Benchmark your Swift installation
The run-scenario
sub-command of ssbench-master
actually runs a benchmark scenario:
$ ssbench-master run-scenario -h
usage: ssbench-master run-scenario [-h] -f SCENARIO_FILE
[--zmq-bind-ip BIND_IP]
[--zmq-work-port PORT]
[--zmq-results_port PORT] [-V AUTH_VERSION]
[-A AUTH_URL] [-U USER] [-K KEY]
[--os-username <auth-user-name>]
[--os-password <auth-password>]
[--os-tenant-id <auth-tenant-id>]
[--os-tenant-name <auth-tenant-name>]
[--os-auth-url <auth-url>]
[--os-auth-token <auth-token>]
[--os-storage-url <storage-url>]
[--os-region-name <region-name>]
[--os-service-type <service-type>]
[--os-endpoint-type <endpoint-type>]
[--os-cacert <ca-certificate>] [--insecure]
[-S STORAGE_URL] [-T TOKEN] [-c COUNT]
[-u COUNT] [-o COUNT] [--workers COUNT]
[--batch-size COUNT] [-q] [--profile]
[--noop] [-k]
[--connect-timeout CONNECT_TIMEOUT]
[--network-timeout NETWORK_TIMEOUT]
[-s STATS_FILE] [-r] [--pctile PERCENTILE]
...
The report-scenario
sub-command of ssbench-master
reports on a previously-run benchmark scenario:
$ ssbench-master report-scenario -h
usage: ssbench-master report-scenario [-h] -s STATS_FILE [-f REPORT_FILE]

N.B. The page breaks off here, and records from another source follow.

use crate::app::App;
use crossterm::event::{KeyCode, KeyEvent, KeyModifiers};

pub fn handle_key(app: &mut App, key: KeyEvent) {
    if key.modifiers.contains(KeyModifiers::CONTROL) {
        match key.code {
            KeyCode::Char('c') => app.should_quit = true,
            KeyCode::Char('n') => app.new_chat(),
            KeyCode::Char('w') => app.close_chat(),
            KeyCode::Char('y') => {
                app.copy_reply();
            }
            KeyCode::Char('u') => app.scroll_up(),
            KeyCode::Char('d') => app.scroll_down(),
            _ => {}
        }
        return;
    }

    match key.code {
        KeyCode::Esc => app.should_quit = true,
        KeyCode::Enter => {
            app.submit_input();
        }
        KeyCode::Tab => app.next_chat(),
        KeyCode::BackTab => app.previous_chat(),
        KeyCode::PageUp => app.scroll_up(),
        KeyCode::PageDown => app.scroll_down(),
        KeyCode::Backspace => {
            if app.input_enabled() {
                app.input.pop();
            }
        }
        KeyCode::Char(c) => {
            if app.input_enabled() {
                app.input.push(c);
            }
        }
        _ => {}
    }
}
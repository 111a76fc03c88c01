use crate::app::App;
use crate::notifier::NotifyKind;
use ratatui::{
    layout::{Alignment, Rect},
    style::{Color, Style},
    widgets::Paragraph,
    Frame,
};

const KEY_HELP: &str =
    "Enter send · Ctrl+N new · Ctrl+W close · Ctrl+Y copy · Tab/Shift+Tab switch · Esc quit";

/// Draws the newest toast, or the key help when there is none.
pub fn draw_footer(f: &mut Frame<'_>, area: Rect, app: &App) {
    let footer = match app.toasts.current() {
        Some(toast) => {
            let color = match toast.kind {
                NotifyKind::Success => Color::LightGreen,
                NotifyKind::Error => Color::LightRed,
                NotifyKind::Warn => Color::Yellow,
                NotifyKind::Info => Color::LightCyan,
            };
            Paragraph::new(toast.message).style(Style::default().fg(Color::Black).bg(color))
        }
        None => Paragraph::new(KEY_HELP).style(Style::default().fg(Color::DarkGray)),
    };

    f.render_widget(footer.alignment(Alignment::Center), area);
}
// src/lib.rs

pub mod app;
pub mod clipboard;
pub mod config;
pub mod constants;
pub mod controller;
pub mod conversation;
pub mod errors;
pub mod key_handlers;
pub mod logging;
pub mod models;
pub mod notifier;
pub mod tabs;
pub mod transport;
pub mod ui;

pub use app::App;
pub use controller::{ChatController, SubmitOutcome, TurnRequest, TurnUpdate};
pub use errors::{ChatError, ChatResult};
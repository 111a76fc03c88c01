use ratatui::{
    layout::{Constraint, Direction, Layout, Rect},
    style::{Color, Modifier, Style},
    text::{Line, Span},
    widgets::{Block, Borders, Paragraph},
    Frame,
};
use textwrap::Options;

use crate::app::App;
use crate::conversation::{Conversation, TurnOutcome, TurnState};
use crate::models::Sender;

const SPINNER_FRAMES: [&str; 4] = ["◐", "◓", "◑", "◒"];

pub fn draw_chat(f: &mut Frame<'_>, area: Rect, app: &App) {
    let tab = app.controller.tabs().active();

    let chunks = Layout::default()
        .direction(Direction::Vertical)
        .constraints(
            [
                Constraint::Min(1),    // Messages
                Constraint::Length(1), // Status
                Constraint::Length(3), // Input
            ]
            .as_ref(),
        )
        .split(area);

    let block = Block::default()
        .borders(Borders::ALL)
        .title(tab.name.as_str())
        .style(Style::default().fg(Color::White));
    let inner = block.inner(chunks[0]);

    // Lines come back already wrapped, so one line is one screen row.
    let lines = message_lines(&tab.conversation, inner.width);
    let total = u16::try_from(lines.len()).unwrap_or(u16::MAX);
    let bottom = total.saturating_sub(inner.height);
    let offset = bottom.saturating_sub(app.scroll);

    let messages = Paragraph::new(lines).block(block).scroll((offset, 0));
    f.render_widget(messages, chunks[0]);

    f.render_widget(status_line(&tab.conversation, app.spinner_frame), chunks[1]);

    // Render input box
    let enabled = app.input_enabled();
    let (title, style) = if enabled {
        ("Message", Style::default().fg(Color::LightYellow))
    } else {
        ("Waiting for reply", Style::default().fg(Color::DarkGray))
    };
    let input = Paragraph::new(app.input.as_str())
        .style(style)
        .block(Block::default().borders(Borders::ALL).title(title));
    f.render_widget(input, chunks[2]);

    if enabled {
        let x = chunks[2].x + app.input.chars().count() as u16 + 1;
        f.set_cursor_position((x.min(chunks[2].right().saturating_sub(2)), chunks[2].y + 1));
    }
}

/// Renders every message as rows no wider than `width`.
fn message_lines(conversation: &Conversation, width: u16) -> Vec<Line<'static>> {
    let width = usize::from(width.max(1));
    let mut lines = Vec::new();
    for message in conversation.messages() {
        if !lines.is_empty() {
            lines.push(Line::from(""));
        }
        let (prefix, color) = match message.sender {
            Sender::User => ("You: ", Color::LightGreen),
            Sender::Bot => ("AI: ", Color::LightBlue),
        };
        let prefix_style = Style::default().fg(color).add_modifier(Modifier::BOLD);

        let text = if message.text.is_empty() {
            "…"
        } else {
            message.text.as_str()
        };
        for (i, line) in text.lines().enumerate() {
            let indent = if i == 0 { prefix } else { "  " };
            let options = Options::new(width)
                .initial_indent(indent)
                .subsequent_indent("  ");
            for (j, row) in textwrap::wrap(line, options).into_iter().enumerate() {
                if i == 0 && j == 0 {
                    let rest = row.strip_prefix(prefix).unwrap_or_default().to_string();
                    lines.push(Line::from(vec![
                        Span::styled(prefix, prefix_style),
                        Span::raw(rest),
                    ]));
                } else {
                    lines.push(Line::from(row.into_owned()));
                }
            }
        }
    }
    lines
}

fn status_line(conversation: &Conversation, frame: usize) -> Paragraph<'static> {
    let spinner = SPINNER_FRAMES[frame % SPINNER_FRAMES.len()];
    let (text, color) = match conversation.state() {
        TurnState::AwaitingFirstByte => (format!("{} Waiting for reply...", spinner), Color::DarkGray),
        TurnState::Streaming => (format!("{} Streaming...", spinner), Color::DarkGray),
        // Failed settles to Idle straight away, so both read the outcome.
        TurnState::Failed | TurnState::Idle => match conversation.last_outcome() {
            Some(TurnOutcome::Failed) => ("Last reply failed".to_string(), Color::Red),
            _ => (String::new(), Color::DarkGray),
        },
    };
    Paragraph::new(Line::from(Span::styled(text, Style::default().fg(color))))
}
use crate::clipboard::{Clipboard, SystemClipboard};
use crate::config::Config;
use crate::controller::{stream_turn, ChatController, TurnUpdate};
use crate::conversation::ConversationId;
use crate::notifier::ToastQueue;
use crate::transport::ChatTransport;
use log::debug;
use std::collections::HashMap;
use std::sync::Arc;
use tokio::sync::mpsc::{self, UnboundedReceiver, UnboundedSender};

/// Terminal front-end state: the controller plus everything only the UI needs.
pub struct App {
    pub controller: ChatController,
    pub toasts: ToastQueue,
    /// Draft of the active conversation. Drafts of the other tabs wait in `drafts`.
    pub input: String,
    drafts: HashMap<ConversationId, String>,
    clipboard: Box<dyn Clipboard>,
    /// Lines scrolled up from the bottom of the active conversation.
    pub scroll: u16,
    pub spinner_frame: usize,
    pub should_quit: bool,
    updates_tx: UnboundedSender<TurnUpdate>,
    updates_rx: UnboundedReceiver<TurnUpdate>,
}

impl App {
    pub fn new(config: &Config, transport: Arc<dyn ChatTransport>) -> App {
        let toasts = ToastQueue::default();
        let controller = ChatController::from_config(config, transport, Arc::new(toasts.clone()));
        let (updates_tx, updates_rx) = mpsc::unbounded_channel();

        App {
            controller,
            toasts,
            input: String::new(),
            drafts: HashMap::new(),
            clipboard: Box::new(SystemClipboard),
            scroll: 0,
            spinner_frame: 0,
            should_quit: false,
            updates_tx,
            updates_rx,
        }
    }

    pub fn with_clipboard(mut self, clipboard: Box<dyn Clipboard>) -> App {
        self.clipboard = clipboard;
        self
    }

    /// Input is disabled while the active conversation streams.
    pub fn input_enabled(&self) -> bool {
        !self.controller.is_streaming()
    }

    /// Sends the input line as a new turn and streams the reply in the
    /// background. Must be called from within a tokio runtime.
    pub fn submit_input(&mut self) -> bool {
        if !self.input_enabled() {
            return false;
        }
        let Some(turn) = self.controller.begin_submit(&self.input) else {
            return false;
        };
        self.input.clear();
        self.scroll = 0;

        tokio::spawn(stream_turn(
            self.controller.transport(),
            turn,
            self.updates_tx.clone(),
        ));
        true
    }

    /// Applies every update that has arrived since the last call.
    pub fn drain_updates(&mut self) -> usize {
        let mut applied = 0;
        while let Ok(update) = self.updates_rx.try_recv() {
            if self.controller.apply(update) {
                applied += 1;
            }
        }
        if applied > 0 {
            debug!("Applied {} stream updates", applied);
        }
        applied
    }

    pub fn tick(&mut self) {
        if self.controller.tabs().tabs().iter().any(|t| t.conversation.is_streaming()) {
            self.spinner_frame = self.spinner_frame.wrapping_add(1);
        }
    }

    pub fn copy_reply(&mut self) -> bool {
        self.controller.copy_last_reply(self.clipboard.as_mut())
    }

    pub fn new_chat(&mut self) {
        let previous = self.active_id();
        self.controller.add_tab();
        self.switch_draft(previous);
    }

    pub fn close_chat(&mut self) {
        let previous = self.active_id();
        let index = self.controller.tabs().active_index();
        if self.controller.delete_tab(index) {
            self.switch_draft(previous);
        }
    }

    pub fn next_chat(&mut self) {
        let previous = self.active_id();
        self.controller.next_tab();
        self.switch_draft(previous);
    }

    pub fn previous_chat(&mut self) {
        let previous = self.active_id();
        self.controller.previous_tab();
        self.switch_draft(previous);
    }

    fn active_id(&self) -> ConversationId {
        self.controller.active_conversation().id()
    }

    /// Parks the draft of `previous` (unless its tab is gone) and brings up
    /// the active tab's draft.
    fn switch_draft(&mut self, previous: ConversationId) {
        self.scroll = 0;
        let current = self.active_id();
        if current == previous {
            return;
        }
        let draft = std::mem::take(&mut self.input);
        if self.controller.conversation(previous).is_some() && !draft.is_empty() {
            self.drafts.insert(previous, draft);
        }
        self.input = self.drafts.remove(&current).unwrap_or_default();
    }

    pub fn scroll_up(&mut self) {
        self.scroll = self.scroll.saturating_add(1);
    }

    pub fn scroll_down(&mut self) {
        self.scroll = self.scroll.saturating_sub(1);
    }
}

[--pctile PERCENTILE] [-r RPS_HISTOGRAM]
[--profile]
...
The kill-workers
sub-command of ssbench-master
kills all ssbench-worker
processes which are pointed at the ssbench-master
ZMQ sockets (this is useful for multi-server benchmark runs where the workers were not started with ssbench-master
's --workers
option):
$ ssbench-master kill-workers -h
usage: ssbench-master kill-workers [-h] [--zmq-bind-ip BIND_IP]
[--zmq-work-port PORT]
[--zmq-results_port PORT]
...
ssbench-master
supports all the same authentication arguments, with similar semantics, as python-swiftclient's command-line tool, swift
.
For v1.0 authentication, you just need ST_AUTH
, ST_USER
, and ST_KEY
defined in the environment or overridden/set on the command-line with -A
, -U
, and -K
, respectively.
For v2.0 authentication (Keystone), it's more complicated and you should refer to Keystone and/or python-swiftclient documentation for more help.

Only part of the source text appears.